▸ TASK ITEM
Looking at the listing below, give the number of lines in which the string "CollectionType" appears, and add nothing else.

▸ EXTRACTED INFORMATION
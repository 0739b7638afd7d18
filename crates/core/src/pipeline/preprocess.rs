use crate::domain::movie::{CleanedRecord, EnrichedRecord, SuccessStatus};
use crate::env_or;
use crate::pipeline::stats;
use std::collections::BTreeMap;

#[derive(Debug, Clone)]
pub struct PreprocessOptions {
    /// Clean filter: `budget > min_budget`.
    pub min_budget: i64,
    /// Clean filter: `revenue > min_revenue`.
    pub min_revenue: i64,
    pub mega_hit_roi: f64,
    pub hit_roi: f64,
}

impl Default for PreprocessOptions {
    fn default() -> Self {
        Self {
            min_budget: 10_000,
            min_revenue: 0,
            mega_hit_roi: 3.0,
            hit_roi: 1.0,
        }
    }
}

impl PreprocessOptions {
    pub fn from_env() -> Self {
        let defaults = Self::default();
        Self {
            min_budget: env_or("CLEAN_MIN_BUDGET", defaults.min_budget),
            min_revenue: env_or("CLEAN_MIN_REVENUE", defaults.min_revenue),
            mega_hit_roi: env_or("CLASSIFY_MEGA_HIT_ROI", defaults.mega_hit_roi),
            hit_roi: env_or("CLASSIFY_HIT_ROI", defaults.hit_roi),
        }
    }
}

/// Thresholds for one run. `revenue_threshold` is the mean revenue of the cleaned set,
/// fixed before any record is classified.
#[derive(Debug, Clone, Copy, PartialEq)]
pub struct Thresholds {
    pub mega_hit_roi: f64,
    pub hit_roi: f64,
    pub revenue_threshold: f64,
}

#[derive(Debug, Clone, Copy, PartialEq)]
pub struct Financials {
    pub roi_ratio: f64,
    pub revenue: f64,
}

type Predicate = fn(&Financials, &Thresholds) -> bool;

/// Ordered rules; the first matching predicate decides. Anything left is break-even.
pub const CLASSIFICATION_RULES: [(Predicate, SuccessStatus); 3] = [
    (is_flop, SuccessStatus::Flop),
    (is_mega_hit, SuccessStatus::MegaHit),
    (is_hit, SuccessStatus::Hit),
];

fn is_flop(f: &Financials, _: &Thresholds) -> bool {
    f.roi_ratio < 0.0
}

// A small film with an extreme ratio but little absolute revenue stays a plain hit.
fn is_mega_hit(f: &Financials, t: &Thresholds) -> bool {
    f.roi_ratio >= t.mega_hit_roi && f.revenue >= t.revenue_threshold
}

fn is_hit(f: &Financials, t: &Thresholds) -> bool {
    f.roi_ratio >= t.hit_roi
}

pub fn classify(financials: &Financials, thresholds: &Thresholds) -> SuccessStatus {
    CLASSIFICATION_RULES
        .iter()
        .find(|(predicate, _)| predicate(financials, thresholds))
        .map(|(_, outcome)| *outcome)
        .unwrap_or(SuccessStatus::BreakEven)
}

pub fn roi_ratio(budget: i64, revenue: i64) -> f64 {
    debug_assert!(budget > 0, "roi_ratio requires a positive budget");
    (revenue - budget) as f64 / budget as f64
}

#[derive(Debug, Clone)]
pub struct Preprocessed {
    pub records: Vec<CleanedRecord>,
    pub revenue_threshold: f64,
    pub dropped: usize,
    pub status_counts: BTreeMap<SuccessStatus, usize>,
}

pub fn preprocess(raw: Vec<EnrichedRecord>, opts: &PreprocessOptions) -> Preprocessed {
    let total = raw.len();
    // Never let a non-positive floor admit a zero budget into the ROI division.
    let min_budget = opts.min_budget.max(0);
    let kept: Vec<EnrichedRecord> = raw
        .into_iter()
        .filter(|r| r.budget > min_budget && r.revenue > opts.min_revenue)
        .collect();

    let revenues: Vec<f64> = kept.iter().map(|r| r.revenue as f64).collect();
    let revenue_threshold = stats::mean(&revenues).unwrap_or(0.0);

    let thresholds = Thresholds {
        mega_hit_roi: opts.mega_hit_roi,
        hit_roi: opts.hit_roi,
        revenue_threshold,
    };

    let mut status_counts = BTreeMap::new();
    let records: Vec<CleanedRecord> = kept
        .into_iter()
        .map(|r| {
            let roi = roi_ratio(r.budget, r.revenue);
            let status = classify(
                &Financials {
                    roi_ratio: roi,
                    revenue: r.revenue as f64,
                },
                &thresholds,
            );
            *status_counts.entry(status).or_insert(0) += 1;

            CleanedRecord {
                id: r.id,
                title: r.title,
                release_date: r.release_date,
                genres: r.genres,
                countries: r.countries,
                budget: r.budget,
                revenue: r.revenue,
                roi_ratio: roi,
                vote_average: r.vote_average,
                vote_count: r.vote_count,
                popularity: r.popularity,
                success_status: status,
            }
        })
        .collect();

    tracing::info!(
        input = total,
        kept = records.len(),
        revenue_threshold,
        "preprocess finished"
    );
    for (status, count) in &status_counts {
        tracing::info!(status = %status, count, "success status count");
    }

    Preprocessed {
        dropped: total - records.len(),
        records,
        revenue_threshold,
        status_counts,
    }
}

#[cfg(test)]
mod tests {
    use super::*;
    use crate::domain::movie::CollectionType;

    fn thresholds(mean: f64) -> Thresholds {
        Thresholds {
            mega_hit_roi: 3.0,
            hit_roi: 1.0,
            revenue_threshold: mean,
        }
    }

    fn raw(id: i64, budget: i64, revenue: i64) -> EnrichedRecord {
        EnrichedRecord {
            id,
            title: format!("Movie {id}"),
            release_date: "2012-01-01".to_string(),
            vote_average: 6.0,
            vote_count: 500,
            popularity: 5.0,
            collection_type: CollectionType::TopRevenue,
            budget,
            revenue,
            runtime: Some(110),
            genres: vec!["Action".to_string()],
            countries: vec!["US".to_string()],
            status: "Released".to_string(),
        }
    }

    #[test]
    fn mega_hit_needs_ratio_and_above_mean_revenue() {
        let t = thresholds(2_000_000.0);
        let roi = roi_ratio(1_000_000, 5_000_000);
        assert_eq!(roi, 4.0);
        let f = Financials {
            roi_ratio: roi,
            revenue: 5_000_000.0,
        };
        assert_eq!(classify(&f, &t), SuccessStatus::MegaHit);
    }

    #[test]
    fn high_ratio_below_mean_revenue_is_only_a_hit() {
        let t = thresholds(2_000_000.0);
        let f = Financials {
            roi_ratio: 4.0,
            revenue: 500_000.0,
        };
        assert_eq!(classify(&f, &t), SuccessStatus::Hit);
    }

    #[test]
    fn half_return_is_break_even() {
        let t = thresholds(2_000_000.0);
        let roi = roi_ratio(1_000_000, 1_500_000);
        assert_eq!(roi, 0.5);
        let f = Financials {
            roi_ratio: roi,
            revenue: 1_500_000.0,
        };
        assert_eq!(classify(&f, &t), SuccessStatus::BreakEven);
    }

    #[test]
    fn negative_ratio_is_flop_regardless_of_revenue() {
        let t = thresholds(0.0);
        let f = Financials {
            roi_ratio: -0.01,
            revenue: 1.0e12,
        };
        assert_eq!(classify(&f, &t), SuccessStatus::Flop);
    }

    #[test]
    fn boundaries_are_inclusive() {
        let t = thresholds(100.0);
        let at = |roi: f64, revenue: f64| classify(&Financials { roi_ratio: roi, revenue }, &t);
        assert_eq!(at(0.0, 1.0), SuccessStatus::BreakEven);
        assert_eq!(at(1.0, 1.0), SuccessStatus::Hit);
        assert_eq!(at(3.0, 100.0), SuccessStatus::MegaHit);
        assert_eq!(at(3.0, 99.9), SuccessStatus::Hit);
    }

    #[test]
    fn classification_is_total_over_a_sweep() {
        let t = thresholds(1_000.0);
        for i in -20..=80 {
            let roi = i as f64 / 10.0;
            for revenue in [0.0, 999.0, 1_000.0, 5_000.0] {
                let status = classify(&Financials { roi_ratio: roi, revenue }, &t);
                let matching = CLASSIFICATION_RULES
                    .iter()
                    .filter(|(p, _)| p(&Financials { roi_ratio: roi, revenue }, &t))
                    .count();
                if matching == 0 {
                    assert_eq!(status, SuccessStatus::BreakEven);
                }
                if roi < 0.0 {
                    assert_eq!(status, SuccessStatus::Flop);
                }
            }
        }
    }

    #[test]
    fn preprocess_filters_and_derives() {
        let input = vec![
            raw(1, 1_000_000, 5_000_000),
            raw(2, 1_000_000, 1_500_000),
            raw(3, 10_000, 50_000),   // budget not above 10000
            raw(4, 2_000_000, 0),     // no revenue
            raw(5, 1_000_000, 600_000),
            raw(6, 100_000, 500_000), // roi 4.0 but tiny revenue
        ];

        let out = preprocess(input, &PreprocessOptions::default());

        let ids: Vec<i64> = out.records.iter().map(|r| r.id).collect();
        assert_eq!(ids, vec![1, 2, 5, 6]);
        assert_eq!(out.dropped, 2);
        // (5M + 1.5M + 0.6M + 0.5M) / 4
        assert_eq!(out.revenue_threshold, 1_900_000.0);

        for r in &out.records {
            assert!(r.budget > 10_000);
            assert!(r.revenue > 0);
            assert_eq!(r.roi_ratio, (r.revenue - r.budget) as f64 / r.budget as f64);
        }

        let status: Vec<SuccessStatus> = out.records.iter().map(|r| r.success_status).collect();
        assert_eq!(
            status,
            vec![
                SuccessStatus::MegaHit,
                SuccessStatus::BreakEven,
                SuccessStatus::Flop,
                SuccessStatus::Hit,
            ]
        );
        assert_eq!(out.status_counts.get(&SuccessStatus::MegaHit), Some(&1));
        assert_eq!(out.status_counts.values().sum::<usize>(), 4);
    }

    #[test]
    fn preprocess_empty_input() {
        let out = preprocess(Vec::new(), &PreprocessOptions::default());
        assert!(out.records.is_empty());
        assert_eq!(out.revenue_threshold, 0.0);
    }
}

▸ RESPONSE TO THIS TASK
2